Prompt engineering
Prompt engineering is the practice of designing and refining the instructions given to a large language model to elicit better, more accurate, or more useful outputs. It focuses on how a task is phrased – the wording of the prompt, the examples provided, the output format requested, and the way constraints are expressed. Because LLMs are sensitive to the structure and content of their input, even small changes in phrasing can produce materially different responses.

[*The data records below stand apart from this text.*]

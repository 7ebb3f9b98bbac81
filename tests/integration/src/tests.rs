//! Integration tests for the browser console relay
//!
//! Each test registers the fake native host from this package in a temporary
//! manifest directory and talks to it as a real child process.
//! Run with: cargo test -p integration-tests

use std::path::Path;

use browser_console::{Console, LineStyle, Submission};
use console_relay::{Error, RelayMessage};
use integration_tests::*;
use serde_json::json;

fn fake_host() -> &'static Path {
    Path::new(env!("CARGO_BIN_EXE_fake-native-host"))
}

fn expect_response(message: RelayMessage) -> console_relay::HostResponse {
    match message {
        RelayMessage::NativeHostResponse { payload } => payload,
        other => panic!("Expected a host response, got {:?}", other),
    }
}

// ============================================================================
// Channel Tests
// ============================================================================

#[tokio::test]
async fn test_command_round_trip() {
    init_tracing();
    let registration = HostRegistration::new(fake_host());
    let mut relay = Relay::start(&registration, None);

    relay.client.execute("whoami").await.expect("Failed to send command");
    let response = expect_response(relay.next_event().await);

    assert_eq!(response.output_text(), Some("ran: whoami"));
    assert_eq!(response.error_text(), None);
    assert!(response.directory_hint().is_some());
    assert_eq!(response.extra.get("return_code"), Some(&json!(0)));
}

#[tokio::test]
async fn test_connection_is_reused() {
    init_tracing();
    let registration = HostRegistration::new(fake_host());
    let mut relay = Relay::start(&registration, None);

    let tmp = tempfile::tempdir().unwrap();
    let target = tmp.path().canonicalize().unwrap();
    relay
        .client
        .execute(format!("cd {}", target.display()))
        .await
        .unwrap();
    expect_response(relay.next_event().await);

    // Same process: the directory change is still in effect
    relay.client.execute("show_dir").await.unwrap();
    let response = expect_response(relay.next_event().await);
    let reported = Path::new(response.output_text().unwrap()).canonicalize().unwrap();
    assert_eq!(reported, target);
}

#[tokio::test]
async fn test_graceful_exit_then_lazy_reconnect() {
    init_tracing();
    let registration = HostRegistration::new(fake_host());
    let mut relay = Relay::start(&registration, None);

    relay.client.execute("quit").await.unwrap();
    assert_eq!(
        relay.next_event().await,
        RelayMessage::NativeHostDisconnected {
            error: "graceful".to_string()
        }
    );
    assert!(!relay.channel.is_connected().await);

    relay.client.execute("echo-me").await.unwrap();
    let response = expect_response(relay.next_event().await);
    assert_eq!(response.output_text(), Some("ran: echo-me"));
}

#[tokio::test]
async fn test_crash_is_reported_and_reconnects() {
    init_tracing();
    let registration = HostRegistration::new(fake_host());
    let mut relay = Relay::start(&registration, None);

    relay.client.execute("exit 3").await.unwrap();
    match relay.next_event().await {
        RelayMessage::NativeHostDisconnected { error } => {
            assert!(error.contains("exited"), "unexpected reason: {}", error);
            assert_ne!(error, "graceful");
        }
        other => panic!("Expected a disconnect, got {:?}", other),
    }

    relay.client.execute("again").await.unwrap();
    let response = expect_response(relay.next_event().await);
    assert_eq!(response.output_text(), Some("ran: again"));
}

#[tokio::test]
async fn test_protocol_violation_disconnects() {
    init_tracing();
    let registration = HostRegistration::new(fake_host());
    let mut relay = Relay::start(&registration, None);

    relay.client.execute("garbage").await.unwrap();
    match relay.next_event().await {
        RelayMessage::NativeHostDisconnected { error } => {
            assert!(error.contains("communicating with the native messaging host"));
        }
        other => panic!("Expected a disconnect, got {:?}", other),
    }
}

// ============================================================================
// Registration Tests
// ============================================================================

#[tokio::test]
async fn test_missing_registration() {
    init_tracing();
    let registration = HostRegistration::with_manifest("com.example.other", json!({}));
    let mut relay = Relay::start(&registration, None);

    let result = relay.client.execute("dir").await;
    assert!(matches!(result, Err(Error::ConnectFailed { .. })));

    match relay.next_event().await {
        RelayMessage::NativeHostConnectionFailed { error } => {
            assert!(error.contains("not found"), "unexpected reason: {}", error)
        }
        other => panic!("Expected a connection failure, got {:?}", other),
    }
}

#[tokio::test]
async fn test_mismatched_registration() {
    init_tracing();
    let registration = HostRegistration::with_manifest(
        HOST_NAME,
        json!({
            "name": "com.example.someone_else",
            "path": fake_host(),
            "type": "stdio",
            "allowed_origins": [ORIGIN],
        }),
    );
    let mut relay = Relay::start(&registration, None);

    assert!(relay.client.execute("dir").await.is_err());
    match relay.next_event().await {
        RelayMessage::NativeHostConnectionFailed { error } => {
            assert!(error.contains("does not match"), "unexpected reason: {}", error)
        }
        other => panic!("Expected a connection failure, got {:?}", other),
    }
}

#[tokio::test]
async fn test_invalid_host_name() {
    init_tracing();
    let registration = HostRegistration::new(fake_host());
    let mut relay = Relay::start_for("Com..Example", &registration, None);

    assert!(relay.client.execute("dir").await.is_err());
    match relay.next_event().await {
        RelayMessage::NativeHostConnectionFailed { error } => {
            assert!(error.contains("Invalid native messaging host name"))
        }
        other => panic!("Expected a connection failure, got {:?}", other),
    }
}

#[tokio::test]
async fn test_origin_is_checked_and_passed() {
    init_tracing();
    let registration = HostRegistration::new(fake_host());

    let mut allowed = Relay::start(&registration, Some(ORIGIN));
    allowed.client.execute("args").await.unwrap();
    let response = expect_response(allowed.next_event().await);
    assert_eq!(response.output_text(), Some(ORIGIN));

    let mut forbidden = Relay::start(&registration, Some("chrome-extension://intruder/"));
    assert!(forbidden.client.execute("args").await.is_err());
    match forbidden.next_event().await {
        RelayMessage::NativeHostConnectionFailed { error } => {
            assert!(error.contains("forbidden"), "unexpected reason: {}", error)
        }
        other => panic!("Expected a connection failure, got {:?}", other),
    }
}

// ============================================================================
// Console Tests
// ============================================================================

#[tokio::test]
async fn test_console_end_to_end() {
    init_tracing();
    let registration = HostRegistration::new(fake_host());
    let mut relay = Relay::start(&registration, None);
    let mut console = Console::new();

    // Local commands stay local
    assert_eq!(console.submit("echo hi"), Submission::Local);
    assert_eq!(console.submit("help"), Submission::Local);
    assert!(relay.events.try_recv().is_err());

    let Submission::Dispatch(command) = console.submit("hostname") else {
        panic!("Expected a dispatch");
    };
    relay.client.execute(command).await.unwrap();
    console.handle_message(&relay.next_event().await);

    assert!(!console.has_pending());
    let last = console.lines().last().unwrap();
    assert_eq!(last.style, LineStyle::Output);
    assert_eq!(last.text, "ran: hostname");
    assert!(console.prompt().ends_with('>'));
    assert_ne!(console.prompt(), ">");

    let Submission::Dispatch(command) = console.submit("fail boom") else {
        panic!("Expected a dispatch");
    };
    relay.client.execute(command).await.unwrap();
    console.handle_message(&relay.next_event().await);
    assert_eq!(console.lines().last().unwrap().text, "Error: boom");
}

#[tokio::test]
async fn test_console_with_unregistered_host() {
    init_tracing();
    let registration = HostRegistration::with_manifest("com.example.other", json!({}));
    let mut relay = Relay::start(&registration, None);
    let mut console = Console::new();

    let Submission::Dispatch(command) = console.submit("dir") else {
        panic!("Expected a dispatch");
    };
    if let Err(e) = relay.client.execute(command).await {
        console.dispatch_failed(&e);
    }
    console.handle_message(&relay.next_event().await);

    assert!(!console.has_pending());
    let last = console.lines().last().unwrap();
    assert_eq!(last.style, LineStyle::Error);
    assert!(last.text.contains("not found"));

    // Local commands keep working
    assert_eq!(console.submit("echo still here"), Submission::Local);
    assert_eq!(console.lines().last().unwrap().text, "still here");
}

Prompt engineering is a subset of context engineering, which takes a broader view of everything in a model’s context window – system prompts, retrieved documents, conversation history, and tool outputs. Where prompt engineering tunes the words of a single instruction, context engineering curates the information the model sees across a session. Harness engineering builds the machine that assembles and manages that context on each turn. And loop engineering sits above all three, deciding when and how often an agent runs at all.
Common prompt engineering techniques include providing few-shot examples – sample inputs and outputs that demonstrate the desired pattern – and chain-of-thought prompting, which asks the model to reason step by step before giving an answer. Prompts can also specify output formats, set persona or role instructions, and define guardrails to steer the model away from unhelpful or unsafe responses. The discipline is largely empirical. Practitioners iterate on prompts, observe the results, and adjust.
The rise of generative AI and vibe coding – where developers describe what they want in natural language and let an AI coding assistant generate the code – has made prompt engineering a practical skill for a much wider audience than AI researchers alone.